*What to work on*
Return every line of the listing, exactly as it reads.

*Data in this exercise*
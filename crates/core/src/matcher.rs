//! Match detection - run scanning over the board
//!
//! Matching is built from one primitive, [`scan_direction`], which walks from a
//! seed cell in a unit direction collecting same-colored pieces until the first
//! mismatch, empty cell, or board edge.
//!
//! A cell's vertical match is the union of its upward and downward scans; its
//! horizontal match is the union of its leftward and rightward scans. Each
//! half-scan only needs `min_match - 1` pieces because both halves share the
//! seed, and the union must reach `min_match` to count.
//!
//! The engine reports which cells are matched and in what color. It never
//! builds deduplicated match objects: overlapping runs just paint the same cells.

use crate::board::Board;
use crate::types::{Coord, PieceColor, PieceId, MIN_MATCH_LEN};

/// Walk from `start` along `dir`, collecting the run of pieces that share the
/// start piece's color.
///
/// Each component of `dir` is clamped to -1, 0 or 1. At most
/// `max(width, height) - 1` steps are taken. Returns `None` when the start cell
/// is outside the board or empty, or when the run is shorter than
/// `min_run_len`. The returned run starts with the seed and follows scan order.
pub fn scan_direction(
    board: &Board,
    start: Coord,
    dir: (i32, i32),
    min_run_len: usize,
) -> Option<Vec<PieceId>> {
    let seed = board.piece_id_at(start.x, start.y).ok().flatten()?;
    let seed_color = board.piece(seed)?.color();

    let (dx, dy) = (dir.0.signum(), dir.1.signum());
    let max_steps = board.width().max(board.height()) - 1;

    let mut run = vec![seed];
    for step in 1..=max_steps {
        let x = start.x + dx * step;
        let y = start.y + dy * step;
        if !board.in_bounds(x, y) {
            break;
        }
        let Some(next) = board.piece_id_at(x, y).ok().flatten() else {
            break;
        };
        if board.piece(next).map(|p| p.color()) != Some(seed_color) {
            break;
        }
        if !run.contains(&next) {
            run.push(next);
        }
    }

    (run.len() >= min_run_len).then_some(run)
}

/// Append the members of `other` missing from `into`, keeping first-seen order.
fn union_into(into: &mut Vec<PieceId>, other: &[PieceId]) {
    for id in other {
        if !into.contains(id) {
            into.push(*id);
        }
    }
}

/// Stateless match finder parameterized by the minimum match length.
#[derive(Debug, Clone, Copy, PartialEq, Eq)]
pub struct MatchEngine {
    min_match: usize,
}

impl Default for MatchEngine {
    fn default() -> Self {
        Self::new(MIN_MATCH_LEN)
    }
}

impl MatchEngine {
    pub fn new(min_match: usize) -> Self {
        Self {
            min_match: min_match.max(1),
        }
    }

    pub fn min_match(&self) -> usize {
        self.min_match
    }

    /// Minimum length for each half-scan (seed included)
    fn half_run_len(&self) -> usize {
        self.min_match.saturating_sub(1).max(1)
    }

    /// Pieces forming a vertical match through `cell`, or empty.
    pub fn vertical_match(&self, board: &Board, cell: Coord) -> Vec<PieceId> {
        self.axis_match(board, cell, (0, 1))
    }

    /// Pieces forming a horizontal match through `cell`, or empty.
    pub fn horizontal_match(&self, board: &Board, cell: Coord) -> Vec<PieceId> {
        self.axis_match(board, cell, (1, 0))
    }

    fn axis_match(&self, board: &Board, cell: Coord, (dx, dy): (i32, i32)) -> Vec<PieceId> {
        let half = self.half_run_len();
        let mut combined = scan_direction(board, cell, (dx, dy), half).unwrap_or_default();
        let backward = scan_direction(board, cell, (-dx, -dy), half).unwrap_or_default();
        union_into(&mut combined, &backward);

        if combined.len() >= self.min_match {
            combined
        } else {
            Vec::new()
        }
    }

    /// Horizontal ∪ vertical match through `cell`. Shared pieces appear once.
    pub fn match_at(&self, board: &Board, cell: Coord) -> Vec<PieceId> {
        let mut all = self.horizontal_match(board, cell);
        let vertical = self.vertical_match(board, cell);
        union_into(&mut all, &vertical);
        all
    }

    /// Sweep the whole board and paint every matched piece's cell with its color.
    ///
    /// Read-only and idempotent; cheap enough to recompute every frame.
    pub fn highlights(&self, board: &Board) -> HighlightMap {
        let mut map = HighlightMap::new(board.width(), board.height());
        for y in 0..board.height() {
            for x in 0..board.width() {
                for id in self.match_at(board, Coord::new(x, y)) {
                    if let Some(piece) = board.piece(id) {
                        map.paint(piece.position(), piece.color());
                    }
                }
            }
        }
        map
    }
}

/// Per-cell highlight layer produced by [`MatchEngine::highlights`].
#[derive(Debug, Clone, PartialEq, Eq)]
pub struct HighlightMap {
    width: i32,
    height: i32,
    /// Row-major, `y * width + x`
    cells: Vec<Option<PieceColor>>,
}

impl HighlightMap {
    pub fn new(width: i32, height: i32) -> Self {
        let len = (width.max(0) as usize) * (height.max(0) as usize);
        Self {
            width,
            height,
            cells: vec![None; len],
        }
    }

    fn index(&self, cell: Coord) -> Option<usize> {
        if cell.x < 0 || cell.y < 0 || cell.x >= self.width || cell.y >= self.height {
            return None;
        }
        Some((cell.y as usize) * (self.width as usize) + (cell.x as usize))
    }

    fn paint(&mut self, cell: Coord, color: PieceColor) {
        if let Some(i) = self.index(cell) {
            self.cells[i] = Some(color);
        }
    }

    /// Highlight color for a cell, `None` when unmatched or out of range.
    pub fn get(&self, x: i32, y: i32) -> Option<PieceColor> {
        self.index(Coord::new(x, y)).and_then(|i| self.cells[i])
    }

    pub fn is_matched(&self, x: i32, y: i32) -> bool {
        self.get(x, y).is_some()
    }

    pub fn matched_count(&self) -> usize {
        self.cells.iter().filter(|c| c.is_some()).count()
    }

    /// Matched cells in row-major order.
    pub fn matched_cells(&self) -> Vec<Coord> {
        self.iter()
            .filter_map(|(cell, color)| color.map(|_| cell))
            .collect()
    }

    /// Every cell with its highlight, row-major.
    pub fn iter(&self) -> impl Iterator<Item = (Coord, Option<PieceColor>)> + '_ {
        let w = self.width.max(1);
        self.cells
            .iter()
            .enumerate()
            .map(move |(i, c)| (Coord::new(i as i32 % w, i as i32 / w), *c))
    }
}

*Response area*
filename crates/core/src/matcher.rs
//! Match detection - run scanning over the board
//!
//! Matching is built from one primitive, [`scan_direction`], which walks from a
//! seed cell in a unit direction collecting same-colored pieces until the first
//! mismatch, empty cell, or board edge.
//!
//! A cell's vertical match is the union of its upward and downward scans; its
//! horizontal match is the union of its leftward and rightward scans. Each
//! half-scan only needs `min_match - 1` pieces because both halves share the
//! seed, and the union must reach `min_match` to count.
//!
//! The engine reports which cells are matched and in what color. It never
//! builds deduplicated match objects: overlapping runs just paint the same cells.

use crate::board::Board;
use crate::types::{Coord, PieceColor, PieceId, MIN_MATCH_LEN};

/// Walk from `start` along `dir`, collecting the run of pieces that share the
/// start piece's color.
///
/// Each component of `dir` is clamped to -1, 0 or 1. At most
/// `max(width, height) - 1` steps are taken. Returns `None` when the start cell
/// is outside the board or empty, or when the run is shorter than
/// `min_run_len`. The returned run starts with the seed and follows scan order.
pub fn scan_direction(
    board: &Board,
    start: Coord,
    dir: (i32, i32),
    min_run_len: usize,
) -> Option<Vec<PieceId>> {
    let seed = board.piece_id_at(start.x, start.y).ok().flatten()?;
    let seed_color = board.piece(seed)?.color();

    let (dx, dy) = (dir.0.signum(), dir.1.signum());
    let max_steps = board.width().max(board.height()) - 1;

    let mut run = vec![seed];
    for step in 1..=max_steps {
        let x = start.x + dx * step;
        let y = start.y + dy * step;
        if !board.in_bounds(x, y) {
            break;
        }
        let Some(next) = board.piece_id_at(x, y).ok().flatten() else {
            break;
        };
        if board.piece(next).map(|p| p.color()) != Some(seed_color) {
            break;
        }
        if !run.contains(&next) {
            run.push(next);
        }
    }

    (run.len() >= min_run_len).then_some(run)
}

/// Append the members of `other` missing from `into`, keeping first-seen order.
fn union_into(into: &mut Vec<PieceId>, other: &[PieceId]) {
    for id in other {
        if !into.contains(id) {
            into.push(*id);
        }
    }
}

/// Stateless match finder parameterized by the minimum match length.
#[derive(Debug, Clone, Copy, PartialEq, Eq)]
pub struct MatchEngine {
    min_match: usize,
}

impl Default for MatchEngine {
    fn default() -> Self {
        Self::new(MIN_MATCH_LEN)
    }
}

impl MatchEngine {
    pub fn new(min_match: usize) -> Self {
        Self {
            min_match: min_match.max(1),
        }
    }

    pub fn min_match(&self) -> usize {
        self.min_match
    }

    /// Minimum length for each half-scan (seed included)
    fn half_run_len(&self) -> usize {
        self.min_match.saturating_sub(1).max(1)
    }

    /// Pieces forming a vertical match through `cell`, or empty.
    pub fn vertical_match(&self, board: &Board, cell: Coord) -> Vec<PieceId> {
        self.axis_match(board, cell, (0, 1))
    }

    /// Pieces forming a horizontal match through `cell`, or empty.
    pub fn horizontal_match(&self, board: &Board, cell: Coord) -> Vec<PieceId> {
        self.axis_match(board, cell, (1, 0))
    }

    fn axis_match(&self, board: &Board, cell: Coord, (dx, dy): (i32, i32)) -> Vec<PieceId> {
        let half = self.half_run_len();
        let mut combined = scan_direction(board, cell, (dx, dy), half).unwrap_or_default();
        let backward = scan_direction(board, cell, (-dx, -dy), half).unwrap_or_default();
        union_into(&mut combined, &backward);

        if combined.len() >= self.min_match {
            combined
        } else {
            Vec::new()
        }
    }

    /// Horizontal ∪ vertical match through `cell`. Shared pieces appear once.
    pub fn match_at(&self, board: &Board, cell: Coord) -> Vec<PieceId> {
        let mut all = self.horizontal_match(board, cell);
        let vertical = self.vertical_match(board, cell);
        union_into(&mut all, &vertical);
        all
    }

    /// Sweep the whole board and paint every matched piece's cell with its color.
    ///
    /// Read-only and idempotent; cheap enough to recompute every frame.
    pub fn highlights(&self, board: &Board) -> HighlightMap {
        let mut map = HighlightMap::new(board.width(), board.height());
        for y in 0..board.height() {
            for x in 0..board.width() {
                for id in self.match_at(board, Coord::new(x, y)) {
                    if let Some(piece) = board.piece(id) {
                        map.paint(piece.position(), piece.color());
                    }
                }
            }
        }
        map
    }
}

/// Per-cell highlight layer produced by [`MatchEngine::highlights`].
#[derive(Debug, Clone, PartialEq, Eq)]
pub struct HighlightMap {
    width: i32,
    height: i32,
    /// Row-major, `y * width + x`
    cells: Vec<Option<PieceColor>>,
}

impl HighlightMap {
    pub fn new(width: i32, height: i32) -> Self {
        let len = (width.max(0) as usize) * (height.max(0) as usize);
        Self {
            width,
            height,
            cells: vec![None; len],
        }
    }

    fn index(&self, cell: Coord) -> Option<usize> {
        if cell.x < 0 || cell.y < 0 || cell.x >= self.width || cell.y >= self.height {
            return None;
        }
        Some((cell.y as usize) * (self.width as usize) + (cell.x as usize))
    }

    fn paint(&mut self, cell: Coord, color: PieceColor) {
        if let Some(i) = self.index(cell) {
            self.cells[i] = Some(color);
        }
    }

    /// Highlight color for a cell, `None` when unmatched or out of range.
    pub fn get(&self, x: i32, y: i32) -> Option<PieceColor> {
        self.index(Coord::new(x, y)).and_then(|i| self.cells[i])
    }

    pub fn is_matched(&self, x: i32, y: i32) -> bool {
        self.get(x, y).is_some()
    }

    pub fn matched_count(&self) -> usize {
        self.cells.iter().filter(|c| c.is_some()).count()
    }

    /// Matched cells in row-major order.
    pub fn matched_cells(&self) -> Vec<Coord> {
        self.iter()
            .filter_map(|(cell, color)| color.map(|_| cell))
            .collect()
    }

    /// Every cell with its highlight, row-major.
    pub fn iter(&self) -> impl Iterator<Item = (Coord, Option<PieceColor>)> + '_ {
        let w = self.width.max(1);
        self.cells
            .iter()
            .enumerate()
            .map(move |(i, c)| (Coord::new(i as i32 % w, i as i32 / w), *c))
    }
}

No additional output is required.